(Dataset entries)
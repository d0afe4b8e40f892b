//! Pool statistics ingestion
//!
//! Reads the pool file fresh every cycle and turns each usable record into an
//! `AssetObservation`. Change percentages missing from a record are derived
//! from the previous cycle's snapshot of the same pool.

use super::types::{AssetObservation, MetricSample, PoolRecord, PoolSnapshot};
use crate::config::IngestConfig;
use crate::errors::InputError;
use crate::logger::{self, LogTag};
use std::collections::BTreeMap;
use std::path::Path;

/// Previous values below this are too small to compute a meaningful change
const CHANGE_BASE_EPSILON: f64 = 1e-9;

/// Result of ingesting one pool file
#[derive(Debug, Clone, Default)]
pub struct IngestOutcome {
    pub observations: Vec<AssetObservation>,
    /// Snapshot of every parsed pool, to persist for the next cycle
    pub snapshots: BTreeMap<String, PoolSnapshot>,
    pub skipped_records: usize,
    pub filtered_pools: usize,
}

/// Read and parse the pool statistics file
///
/// Accepts a top-level array or an object with a `data` array. Individual
/// records that do not parse are skipped; a file that is missing or not JSON
/// is an input error and the caller skips the cycle.
pub fn load_pools(path: &Path) -> Result<(Vec<PoolRecord>, usize), InputError> {
    let contents = std::fs::read_to_string(path).map_err(|e| InputError::from_io(path, e))?;
    parse_pools(path, &contents)
}

pub fn parse_pools(path: &Path, contents: &str) -> Result<(Vec<PoolRecord>, usize), InputError> {
    let value: serde_json::Value =
        serde_json::from_str(contents).map_err(|e| InputError::Malformed {
            path: path.to_path_buf(),
            message: e.to_string(),
        })?;

    let items = match value {
        serde_json::Value::Array(items) => items,
        serde_json::Value::Object(mut map) => match map.remove("data") {
            Some(serde_json::Value::Array(items)) => items,
            _ => {
                return Err(InputError::Malformed {
                    path: path.to_path_buf(),
                    message: "expected an array or an object with a `data` array".to_string(),
                })
            }
        },
        _ => {
            return Err(InputError::Malformed {
                path: path.to_path_buf(),
                message: "expected an array of pool records".to_string(),
            })
        }
    };

    let mut records = Vec::with_capacity(items.len());
    let mut skipped = 0usize;
    for item in items {
        match serde_json::from_value::<PoolRecord>(item) {
            Ok(record) if record.apr.is_finite() && record.tvl_usd.is_finite() => records.push(record),
            Ok(_) | Err(_) => skipped += 1,
        }
    }

    if skipped > 0 {
        logger::debug(
            LogTag::Market,
            &format!("{}: skipped {} unusable pool record(s)", path.display(), skipped),
        );
    }

    Ok((records, skipped))
}

/// Turn pool records into observations, deriving changes from `previous`
pub fn build_observations(
    records: &[PoolRecord],
    previous: &BTreeMap<String, PoolSnapshot>,
    config: &IngestConfig,
) -> IngestOutcome {
    let mut outcome = IngestOutcome::default();

    for (index, record) in records.iter().enumerate() {
        let key = record.key(index);
        let prior = previous.get(&key);

        outcome.snapshots.insert(
            key.clone(),
            PoolSnapshot {
                apr: record.apr,
                tvl_usd: record.tvl_usd,
            },
        );

        if record.tvl_usd < config.min_pool_tvl_usd {
            outcome.filtered_pools += 1;
            continue;
        }

        let sample = derive_sample(record, prior);
        outcome.observations.push(AssetObservation {
            asset: key,
            symbol: record.symbol.clone(),
            sample,
            base_score: record.score.unwrap_or(record.apr),
            apr: record.apr,
            tvl_usd: record.tvl_usd,
            volatility: record.volatility,
        });
    }

    outcome
}

fn derive_sample(record: &PoolRecord, prior: Option<&PoolSnapshot>) -> MetricSample {
    let apr_change_pct = record
        .apr_change_pct
        .or_else(|| prior.and_then(|p| pct_change(p.apr, record.apr)));
    let tvl_change_pct = record
        .tvl_change_pct
        .or_else(|| prior.and_then(|p| pct_change(p.tvl_usd, record.tvl_usd)));

    MetricSample {
        apr_change_pct,
        tvl_change_pct,
        slippage: record.slippage,
        tvl_drop_pct: record
            .tvl_drop_pct
            .or_else(|| tvl_change_pct.map(|c| (-c).max(0.0))),
        drawdown_pct: record.drawdown_pct,
        apr_spike_pct: record
            .apr_spike_pct
            .or_else(|| apr_change_pct.map(|c| c.max(0.0))),
        stablecoin_depeg_abs: record.stablecoin_price.map(|p| 1.0 - (p - 1.0).abs()),
    }
}

fn pct_change(previous: f64, current: f64) -> Option<f64> {
    if previous.abs() < CHANGE_BASE_EPSILON {
        return None;
    }
    Some((current - previous) / previous.abs() * 100.0)
}

#[cfg(test)]
mod tests {
    use super::*;

    fn record(id: &str, apr: f64, tvl: f64) -> PoolRecord {
        serde_json::from_value(serde_json::json!({ "id": id, "apr": apr, "tvl_usd": tvl })).unwrap()
    }

    #[test]
    fn test_parse_array_and_wrapped_forms() {
        let path = Path::new("pools.json");
        let (a, _) = parse_pools(path, r#"[{"pool":"x","apy":4.0,"tvlUsd":1e6}]"#).unwrap();
        assert_eq!(a[0].id.as_deref(), Some("x"));
        assert_eq!(a[0].apr, 4.0);

        let (b, _) = parse_pools(path, r#"{"data":[{"apr":1.0,"tvl_usd":2.0}]}"#).unwrap();
        assert_eq!(b.len(), 1);
    }

    #[test]
    fn test_bad_records_skipped_individually() {
        let path = Path::new("pools.json");
        let body = r#"[{"apr":1.0,"tvl_usd":5e5},{"apr":"high","tvl_usd":1.0},{"tvl_usd":3.0}]"#;
        let (records, skipped) = parse_pools(path, body).unwrap();
        assert_eq!(records.len(), 1);
        assert_eq!(skipped, 2);
    }

    #[test]
    fn test_non_json_is_input_error() {
        let err = parse_pools(Path::new("pools.json"), "apr,tvl\n1,2").unwrap_err();
        assert!(matches!(err, InputError::Malformed { .. }));
        let err = parse_pools(Path::new("pools.json"), "42").unwrap_err();
        assert!(matches!(err, InputError::Malformed { .. }));
    }

    #[test]
    fn test_changes_derived_from_snapshot() {
        let previous = BTreeMap::from([(
            "a".to_string(),
            PoolSnapshot {
                apr: 10.0,
                tvl_usd: 2_000_000.0,
            },
        )]);
        let outcome = build_observations(
            &[record("a", 12.0, 1_500_000.0)],
            &previous,
            &IngestConfig::default(),
        );
        let sample = &outcome.observations[0].sample;
        assert!((sample.apr_change_pct.unwrap() - 20.0).abs() < 1e-9);
        assert!((sample.tvl_change_pct.unwrap() + 25.0).abs() < 1e-9);
        assert!((sample.tvl_drop_pct.unwrap() - 25.0).abs() < 1e-9);
        assert!((sample.apr_spike_pct.unwrap() - 20.0).abs() < 1e-9);
        assert_eq!(outcome.snapshots["a"].apr, 12.0);
    }

    #[test]
    fn test_first_sighting_has_no_trend() {
        let outcome = build_observations(
            &[record("new", 5.0, 1_000_000.0)],
            &BTreeMap::new(),
            &IngestConfig::default(),
        );
        assert!(!outcome.observations[0].sample.has_trend());
        assert_eq!(outcome.observations[0].base_score, 5.0);
    }

    #[test]
    fn test_small_pools_filtered_but_snapshotted() {
        let outcome = build_observations(
            &[record("tiny", 50.0, 500.0)],
            &BTreeMap::new(),
            &IngestConfig::default(),
        );
        assert!(outcome.observations.is_empty());
        assert_eq!(outcome.filtered_pools, 1);
        assert!(outcome.snapshots.contains_key("tiny"));
    }

    #[test]
    fn test_stablecoin_peg_level() {
        let mut r = record("usdc-pool", 3.0, 5_000_000.0);
        r.stablecoin_price = Some(0.97);
        let outcome = build_observations(&[r], &BTreeMap::new(), &IngestConfig::default());
        let peg = outcome.observations[0].sample.stablecoin_depeg_abs.unwrap();
        assert!((peg - 0.97).abs() < 1e-12);
    }
}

# [TASK GOAL]
Exact duplication is required for the lines above, from the line that contains "use crate::errors::InputError;" to the line that contains "pub fn load_pools(path: &Path)", inclusive; omit all others.

# [RESULT OF THE EXERCISE]
use crate::errors::InputError;
use crate::logger::{self, LogTag};
use std::collections::BTreeMap;
use std::path::Path;

/// Previous values below this are too small to compute a meaningful change
const CHANGE_BASE_EPSILON: f64 = 1e-9;

/// Result of ingesting one pool file
#[derive(Debug, Clone, Default)]
pub struct IngestOutcome {
    pub observations: Vec<AssetObservation>,
    /// Snapshot of every parsed pool, to persist for the next cycle
    pub snapshots: BTreeMap<String, PoolSnapshot>,
    pub skipped_records: usize,
    pub filtered_pools: usize,
}

/// Read and parse the pool statistics file
///
/// Accepts a top-level array or an object with a `data` array. Individual
/// records that do not parse are skipped; a file that is missing or not JSON
/// is an input error and the caller skips the cycle.
pub fn load_pools(path: &Path) -> Result<(Vec<PoolRecord>, usize), InputError> {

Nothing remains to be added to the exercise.